Folkert de Jong, Mount Maslow, 2007, (detail), styrofoam, polyurethane foam and pigment, [source]
Any exhibition where the organizing factor is as straightforward as material runs the risk of reading like a treatise on variation and the artists’ ingenuity of the material’s exploited uses. With a material as ubiquitous and malleable as styrofoam, the title and basis of RISD museum’s current exhibition, the risk of catalogued variation seems a pitfall hard to avoid.
Yet, in this quirky show, the stuff the artwork is made of stays in the background, allowing the works to speak to one another in surprising ways by using the properties of the material as a point of conversation.

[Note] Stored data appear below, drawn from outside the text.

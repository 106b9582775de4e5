#[macro_use] extern crate clap;

use clap::{App, ArgMatches};
use env_logger::{from_env, Env};
use imagename::{
    image::{NamePart, Tag},
    ImageName,
};
use serde::Serialize;
use std::{error::Error, process};

/// What `parse` and `fix` print with `--json`
#[derive(Serialize)]
struct Report<'a> {
    #[serde(flatten)]
    image: &'a ImageName,
    canonical: String,
    valid: bool,
}

fn main() {
    let yaml = load_yaml!("cli.yml");
    let matches = App::from_yaml(yaml).get_matches();

    let log_level = matches.value_of("log_level").unwrap();
    from_env(Env::default().default_filter_or(log_level)).init();

    let result = match matches.subcommand() {
        ("parse", Some(sub)) => parse(sub),
        ("check", Some(sub)) => check(sub),
        ("fix", Some(sub)) => fix(sub),
        ("check-tags", Some(sub)) => check_tags(sub),
        _ => unreachable!("clap requires a subcommand"),
    };

    if let Err(err) = result {
        log::error!("{}", err);
        process::exit(1);
    }
}

fn image_name(matches: &ArgMatches) -> Result<ImageName, Box<dyn Error>> {
    let raw = matches.value_of("image_name").unwrap();
    Ok(ImageName::parse(raw)?)
}

fn parse(matches: &ArgMatches) -> Result<(), Box<dyn Error>> {
    let image = image_name(matches)?;
    print_image(&image, matches.is_present("json"))
}

fn check(matches: &ArgMatches) -> Result<(), Box<dyn Error>> {
    let image = image_name(matches)?;
    image.validate()?;
    println!("ok");
    if let Some(registry) = image.registry() {
        println!("Using registry: {}", registry);
    }
    Ok(())
}

fn fix(matches: &ArgMatches) -> Result<(), Box<dyn Error>> {
    let mut image = image_name(matches)?;
    image.make_valid();
    if let Err(err) = image.validate() {
        log::warn!("repaired image name is still invalid, {}", err);
    }
    print_image(&image, matches.is_present("json"))
}

fn check_tags(matches: &ArgMatches) -> Result<(), Box<dyn Error>> {
    let tags = Tag::parse_list(matches.value_of("tags").unwrap_or_default())?;
    log::debug!("checked tags {:?}", tags);
    println!("ok");
    Ok(())
}

fn print_image(image: &ImageName, json: bool) -> Result<(), Box<dyn Error>> {
    if json {
        let report = Report {
            image,
            canonical: image.to_string(),
            valid: image.is_valid(),
        };
        println!("{}", serde_json::to_string_pretty(&report)?);
        return Ok(());
    }

    println!("registry:   {}", part_or_dash(image.registry()));
    println!("namespace:  {}", part_or_dash(image.namespace()));
    println!("repository: {}", part_or_dash(image.repository()));
    println!("tag:        {}", part_or_dash(image.tag()));
    println!("canonical:  {}", image);
    println!("valid:      {}", image.is_valid());
    Ok(())
}

fn part_or_dash<P: NamePart>(part: Option<&P>) -> &str {
    part.map_or("-", NamePart::as_str)
}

Richard Tuttle’s carved arrowhead-shaped works play at the crossroads of high / low art and old / new technology. B. Wurtz’s photographs of the contours of packing material are a humorous take on modern landscape. Heide Fasnacht’s Exploding Plane, which hovers in the airspace above the other works, though made in 2000, draws the conversation into a possible political commentary on exploited natural resources and the lead-up to the terror attacks of 2001.
It is Folkert de Jong’s dancing figures that inspired curator Judith Tannenbaum to originally propose the exhibition. Carved into kilted totems of leprechaun-like hilarity, these creatures pose defiantly under the deadly plane, just, you know, keepin’ it light.
Styrofoam
RISD Museum
March 14-July 20, 2008
John Charles Thompson, Jr. // Mar 23, 2009 at 4:25 pm
I have spent many hours of many nights over the last 3 years working styrofoam. I control the contortions of exposure to heat, spray enamels gunpowder and various fumes. I construct exoskeletons of lead, silver and gold to frame the final work as a medium for oil portraiture and things of delicacy and ephemoral changes in color and substance from different angles.

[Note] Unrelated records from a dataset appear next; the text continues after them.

use crate::errors::ImageNameError;

/// Raw, unvalidated pieces of an image name
///
/// Produced by [split]. Only the repository is guaranteed to be present, and
/// none of the pieces have been checked against any naming rules.
#[derive(Clone, Debug, Default, PartialEq, Eq)]
pub struct SplitName {
    pub registry: Option<String>,
    pub namespace: Option<String>,
    pub repository: String,
    pub tag: Option<String>,
}

static SCHEME_SEPARATOR: &str = "://";

/// Split an image name into registry, namespace, repository, and tag
///
/// Slash-separated segments are assigned from the right: the last segment is
/// the repository with an optional `:tag`, and the one before it is the
/// namespace. Anything further left is the registry, which keeps its own
/// slashes. With only two segments, the first is a registry if it contains a
/// dot or a colon or is exactly `localhost`, and a namespace otherwise.
///
/// A scheme like `https://` stays attached to the first segment. The tag
/// separator is the last colon of the last segment, unless that colon is the
/// very first character; then the whole segment is the repository.
///
/// Empty input must be handled by the caller. This fails only when there is
/// no segment at all, as with a string made only of slashes.
pub fn split(s: &str) -> Result<SplitName, ImageNameError> {
    let mut segments = match s.rfind(SCHEME_SEPARATOR) {
        None => path_segments(s),
        Some(pos) => {
            let (scheme, rest) = s.split_at(pos + SCHEME_SEPARATOR.len());
            let mut segments = path_segments(rest);
            if let Some(first) = segments.first_mut() {
                first.insert_str(0, scheme);
            }
            segments
        }
    };
    log::trace!("split {:?}, segments {:?}", s, segments);

    let last = segments
        .pop()
        .ok_or_else(|| ImageNameError::MalformedReference(s.to_owned()))?;

    let (registry, namespace) = match segments.len() {
        0 => (None, None),
        1 => {
            let first = segments.remove(0);
            if looks_like_registry(&first) {
                (Some(first), None)
            } else {
                (None, Some(first))
            }
        }
        _ => {
            let namespace = segments.pop();
            (Some(segments.join("/")), namespace)
        }
    };

    let (repository, tag) = match last.rfind(':') {
        Some(pos) if pos > 0 => (last[..pos].to_owned(), Some(last[pos + 1..].to_owned())),
        _ => (last, None),
    };

    Ok(SplitName {
        registry,
        namespace,
        repository,
        tag,
    })
}

/// Split on `/`, dropping any empty segments at the end
///
/// A string with no slash at all is a single segment, even when empty.
fn path_segments(s: &str) -> Vec<String> {
    if !s.contains('/') {
        return vec![s.to_owned()];
    }
    let mut segments: Vec<String> = s.split('/').map(str::to_owned).collect();
    while segments.last().map_or(false, String::is_empty) {
        segments.pop();
    }
    segments
}

fn looks_like_registry(segment: &str) -> bool {
    segment.contains('.') || segment.contains(':') || segment == "localhost"
}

John Charles Thompson, Jr. // Mar 23, 2009 at 4:37 pm
I just thought somebody might care. Some of these things are going to be around a lot longer than canvas.
Set yourself up a good ventilated stall before you get to work with your torches, though. The best of masks won’t do it, either, so don’t kid yourself. The fumes that get released will eat your liver in ways that will probably make it more permanent than you.